- _DESCRIPTION OF THE TASK_
Count the lines below that contain the word "observe", and state only that number.
DATA FOR REVIEW below:
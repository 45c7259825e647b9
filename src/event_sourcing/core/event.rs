use serde::{Deserialize, Serialize};
use uuid::Uuid;
use chrono::{DateTime, Utc};
use anyhow::Result;

// ============================================================================
// Event Envelope
// ============================================================================
//
// One persisted event of a stream. The envelope's type name and schema
// version come from the event itself, so a stream row can always be decoded
// without the aggregate in hand.
//
// ============================================================================

#[derive(Serialize, Deserialize, Clone, Debug)]
pub struct EventEnvelope<E> {
    pub event_id: Uuid,
    pub aggregate_id: Uuid,
    /// 1-based position in the aggregate's stream
    pub sequence_number: i64,

    pub event_type: String,
    pub event_version: i32,
    pub event_data: E,

    /// Shared by every event one request produced
    pub correlation_id: Uuid,
    pub recorded_at: DateTime<Utc>,
}

impl<E: NamedEvent> EventEnvelope<E> {
    pub fn new(aggregate_id: Uuid, sequence_number: i64, event_data: E, correlation_id: Uuid) -> Self {
        Self {
            event_id: Uuid::new_v4(),
            aggregate_id,
            sequence_number,
            event_type: event_data.name().to_string(),
            event_version: event_data.version(),
            event_data,
            correlation_id,
            recorded_at: Utc::now(),
        }
    }
}

// ============================================================================
// Domain Event Trait
// ============================================================================

/// All domain events implement this trait to be used with the event store.
pub trait DomainEvent: Serialize + for<'de> Deserialize<'de> + Clone + Send + Sync {
    fn event_type() -> &'static str where Self: Sized;
    fn event_version() -> i32 where Self: Sized { 1 }
}

/// Events that carry several variants name each variant for envelopes and outbox rows.
pub trait NamedEvent {
    fn name(&self) -> &'static str;

    fn version(&self) -> i32 {
        1
    }
}

// ============================================================================
// Event Serialization Helpers
// ============================================================================

pub fn serialize_event<E: Serialize>(event: &E) -> Result<String> {
    Ok(serde_json::to_string(event)?)
}

pub fn deserialize_event<E: for<'de> Deserialize<'de>>(json: &str) -> Result<E> {
    Ok(serde_json::from_str(json)?)
}
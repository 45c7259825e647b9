mod server;

use prometheus::core::Collector;
use prometheus::{Histogram, HistogramOpts, HistogramVec, IntCounter, IntCounterVec, IntGauge, Opts, Registry};

pub use server::start_metrics_server;

// ============================================================================
// Metrics Module - Prometheus metrics for observability
// ============================================================================
//
// Provides metrics for:
// - Dispatch submissions (outcome, rejection reasons, latency, lock wait)
// - Ledger rollbacks after record store failures
// - Outbox relay throughput and failures
// - Retry attempts and outcomes
// - Dead Letter Queue statistics
// - Circuit breaker state transitions
//
// All metrics are registered with Prometheus and can be scraped via /metrics
// ============================================================================

pub struct Metrics {
    registry: Registry,

    // Dispatch Metrics
    pub dispatch_submissions: IntCounterVec,
    pub dispatch_rejected_lines: IntCounterVec,
    pub dispatch_duration: HistogramVec,
    pub lock_wait_duration: Histogram,
    pub ledger_rollbacks: IntCounter,

    // Outbox Metrics
    pub outbox_published: IntCounterVec,
    pub outbox_failed: IntCounterVec,

    // Retry Metrics
    pub retry_attempts_total: IntCounterVec,
    pub retry_success: IntCounterVec,
    pub retry_failure: IntCounterVec,

    // DLQ Metrics
    pub dlq_messages_total: IntCounter,
    pub dlq_messages_by_event_type: IntCounterVec,

    // Circuit Breaker Metrics
    pub circuit_breaker_state: IntGauge,
    pub circuit_breaker_transitions: IntCounterVec,
}

/// Register a collector and hand back the clone the struct keeps
fn register<C>(registry: &Registry, collector: C) -> prometheus::Result<C>
where
    C: Collector + Clone + 'static,
{
    registry.register(Box::new(collector.clone()))?;
    Ok(collector)
}

fn counter_vec(registry: &Registry, name: &str, help: &str, labels: &[&str]) -> prometheus::Result<IntCounterVec> {
    register(registry, IntCounterVec::new(Opts::new(name, help), labels)?)
}

impl Metrics {
    pub fn new() -> anyhow::Result<Self> {
        let registry = Registry::new();
        let r = &registry;

        let metrics = Self {
            dispatch_submissions: counter_vec(r, "dispatch_submissions_total", "Dispatch submissions by outcome", &["outcome"])?,
            dispatch_rejected_lines: counter_vec(
                r,
                "dispatch_rejected_lines_total",
                "Rejected dispatch lines by reason",
                &["reason"],
            )?,
            dispatch_duration: register(
                r,
                HistogramVec::new(
                    HistogramOpts::new("dispatch_duration_seconds", "Dispatch submission duration")
                        .buckets(vec![0.0005, 0.001, 0.005, 0.01, 0.05, 0.1, 0.5, 1.0]),
                    &["outcome"],
                )?,
            )?,
            lock_wait_duration: register(
                r,
                Histogram::with_opts(
                    HistogramOpts::new("order_lock_wait_seconds", "Time spent waiting for an order lock")
                        .buckets(vec![0.0001, 0.001, 0.01, 0.1, 1.0, 5.0]),
                )?,
            )?,
            ledger_rollbacks: register(
                r,
                IntCounter::new(
                    "ledger_rollbacks_total",
                    "Dispatches rolled back after the record could not be stored",
                )?,
            )?,

            outbox_published: counter_vec(r, "outbox_published_total", "Outbox messages published", &["event_type"])?,
            outbox_failed: counter_vec(
                r,
                "outbox_failed_total",
                "Outbox messages that failed publishing",
                &["event_type", "reason"],
            )?,

            retry_attempts_total: counter_vec(r, "retry_attempts_total", "Publish attempts by try number", &["operation", "attempt"])?,
            retry_success: counter_vec(r, "retry_success_total", "Publishes that succeeded after a retry", &["operation"])?,
            retry_failure: counter_vec(r, "retry_failure_total", "Publishes that failed after retrying", &["operation"])?,

            dlq_messages_total: register(r, IntCounter::new("dlq_messages_total", "Messages dead-lettered")?)?,
            dlq_messages_by_event_type: counter_vec(
                r,
                "dlq_messages_by_event_type",
                "Dead-lettered messages by event type",
                &["event_type"],
            )?,

            circuit_breaker_state: register(
                r,
                IntGauge::new("circuit_breaker_state", "Publisher circuit (0=Closed, 1=Open, 2=HalfOpen)")?,
            )?,
            circuit_breaker_transitions: counter_vec(
                r,
                "circuit_breaker_transitions_total",
                "Circuit breaker state transitions",
                &["from_state", "to_state"],
            )?,

            registry,
        };

        Ok(metrics)
    }

    pub fn registry(&self) -> &Registry {
        &self.registry
    }

    /// Record the outcome of one dispatch submission
    pub fn record_dispatch(&self, outcome: &str, duration_secs: f64) {
        self.dispatch_submissions.with_label_values(&[outcome]).inc();
        self.dispatch_duration.with_label_values(&[outcome]).observe(duration_secs);
    }

    pub fn record_rejected_line(&self, reason: &str) {
        self.dispatch_rejected_lines.with_label_values(&[reason]).inc();
    }

    pub fn record_lock_wait(&self, duration_secs: f64) {
        self.lock_wait_duration.observe(duration_secs);
    }

    pub fn record_rollback(&self) {
        self.ledger_rollbacks.inc();
    }

    pub fn record_outbox_publish(&self, event_type: &str, success: bool) {
        if success {
            self.outbox_published.with_label_values(&[event_type]).inc();
        } else {
            self.outbox_failed.with_label_values(&[event_type, "publish_error"]).inc();
        }
    }

    pub fn record_retry_attempt(&self, operation: &str, attempt: u32) {
        self.retry_attempts_total.with_label_values(&[operation, &attempt.to_string()]).inc();
    }

    /// Only called for operations that needed more than one attempt
    pub fn record_retry_outcome(&self, operation: &str, success: bool) {
        if success {
            self.retry_success.with_label_values(&[operation]).inc();
        } else {
            self.retry_failure.with_label_values(&[operation]).inc();
        }
    }

    pub fn record_dlq_message(&self, event_type: &str) {
        self.dlq_messages_total.inc();
        self.dlq_messages_by_event_type.with_label_values(&[event_type]).inc();
    }

    /// 0 closed, 1 open, 2 half-open
    pub fn update_circuit_breaker_state(&self, state: u8) {
        self.circuit_breaker_state.set(state as i64);
    }

    pub fn record_circuit_breaker_transition(&self, from_state: &str, to_state: &str) {
        self.circuit_breaker_transitions.with_label_values(&[from_state, to_state]).inc();
    }
}
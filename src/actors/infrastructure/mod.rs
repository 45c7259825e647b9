// ============================================================================
// Infrastructure Actors
// ============================================================================
//
// Reusable infrastructure actors for system concerns:
// - Outbox relay (event store outbox → publisher)
// - Dead letter queue
// - Health monitoring
// - Supervision
//
// ============================================================================

mod dlq;
mod health_monitor;
mod outbox_relay;
mod supervisor;

pub use dlq::{AddToDlq, DlqActor, DlqMessage, DlqStats, GetDlqMessages, GetDlqStats};
pub use health_monitor::{GetSystemHealth, HealthMonitorActor, SystemHealth, UpdateHealth};
pub use outbox_relay::{DrainOutbox, DrainReport, OutboxRelayActor};
pub use supervisor::{GetHealthMonitor, Shutdown, SupervisorActor};
use std::sync::Arc;

use dashmap::mapref::entry::Entry;
use dashmap::DashMap;
use uuid::Uuid;

use crate::error::FulfillmentError;
use crate::event_sourcing::{Aggregate, EventEnvelope, EventStore};

use super::aggregate::OrderAggregate;
use super::commands::OrderCommand;
use super::errors::OrderError;
use super::events::OrderEvent;

// ============================================================================
// Order Command Handler
// ============================================================================
//
// Orchestrates: Command → Aggregate → Events → Event Store
//
// This is also the persistence side of the quantity ledger: balances are read
// by replaying the order stream, and deductions are committed by appending a
// Dispatched event at the version they were validated against.
//
// ============================================================================

/// What a successful command left behind
#[derive(Debug, Clone)]
pub struct CommandOutcome {
    pub aggregate: OrderAggregate,
    pub events: Vec<OrderEvent>,
    pub version: i64,
}

pub struct OrderCommandHandler {
    event_store: Arc<EventStore<OrderEvent>>,
    order_numbers: DashMap<String, Uuid>,
}

impl OrderCommandHandler {
    pub fn new(event_store: Arc<EventStore<OrderEvent>>) -> Self {
        Self {
            event_store,
            order_numbers: DashMap::new(),
        }
    }

    pub fn event_store(&self) -> &Arc<EventStore<OrderEvent>> {
        &self.event_store
    }

    /// Create a new order stream. Order numbers are unique.
    pub async fn place_order(
        &self,
        command: OrderCommand,
        correlation_id: Uuid,
    ) -> Result<OrderAggregate, FulfillmentError> {
        let OrderCommand::PlaceOrder { order_no, .. } = &command else {
            return Err(OrderError::NotInitialized.into());
        };
        let order_no = order_no.trim().to_string();
        let events = OrderAggregate::place(&command)?;

        let order_id = Uuid::new_v4();
        match self.order_numbers.entry(order_no.clone()) {
            Entry::Occupied(existing) => {
                return Err(FulfillmentError::Conflict(format!(
                    "Order number {} already used by order {}",
                    order_no,
                    existing.get()
                )));
            }
            Entry::Vacant(slot) => {
                slot.insert(order_id);
            }
        }

        if let Err(e) = self.persist(order_id, 0, &events, correlation_id).await {
            self.order_numbers.remove(&order_no);
            return Err(e);
        }

        tracing::info!(order_id = %order_id, order_no = %order_no, "Order placed");

        self.load(order_id).await
    }

    /// Rebuild the current state of an order. Takes no order lock, so API
    /// reads go through the dispatch coordinator instead.
    pub async fn load(&self, order_id: Uuid) -> Result<OrderAggregate, FulfillmentError> {
        Ok(self.event_store.load_aggregate::<OrderAggregate>(order_id).await?)
    }

    pub fn find_by_order_no(&self, order_no: &str) -> Option<Uuid> {
        self.order_numbers.get(order_no.trim()).map(|id| *id)
    }

    /// Handle a command against an existing order and persist resulting events
    pub async fn handle(
        &self,
        order_id: Uuid,
        command: OrderCommand,
        correlation_id: Uuid,
    ) -> Result<CommandOutcome, FulfillmentError> {
        let aggregate = self.load(order_id).await?;
        self.handle_with(aggregate, command, correlation_id).await
    }

    /// Handle a command against state the caller already loaded.
    /// The append fails with a conflict if the stream moved on since.
    pub async fn handle_with(
        &self,
        mut aggregate: OrderAggregate,
        command: OrderCommand,
        correlation_id: Uuid,
    ) -> Result<CommandOutcome, FulfillmentError> {
        let order_id = aggregate.id;
        let expected_version = aggregate.version();

        let events = aggregate.handle_command(&command)?;
        if events.is_empty() {
            return Ok(CommandOutcome { aggregate, events, version: expected_version });
        }

        let version = self.persist(order_id, expected_version, &events, correlation_id).await?;

        for event in &events {
            aggregate.apply_event(event)?;
        }
        aggregate.set_version(version);

        Ok(CommandOutcome { aggregate, events, version })
    }

    async fn persist(
        &self,
        order_id: Uuid,
        expected_version: i64,
        events: &[OrderEvent],
        correlation_id: Uuid,
    ) -> Result<i64, FulfillmentError> {
        let envelopes = events
            .iter()
            .enumerate()
            .map(|(offset, event)| {
                EventEnvelope::new(
                    order_id,
                    expected_version + offset as i64 + 1,
                    event.clone(),
                    correlation_id,
                )
            })
            .collect();

        Ok(self
            .event_store
            .append_events(order_id, expected_version, envelopes, true)
            .await?)
    }
}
End of DATA FOR REVIEW.
- _EXERCISE ANSWER_
2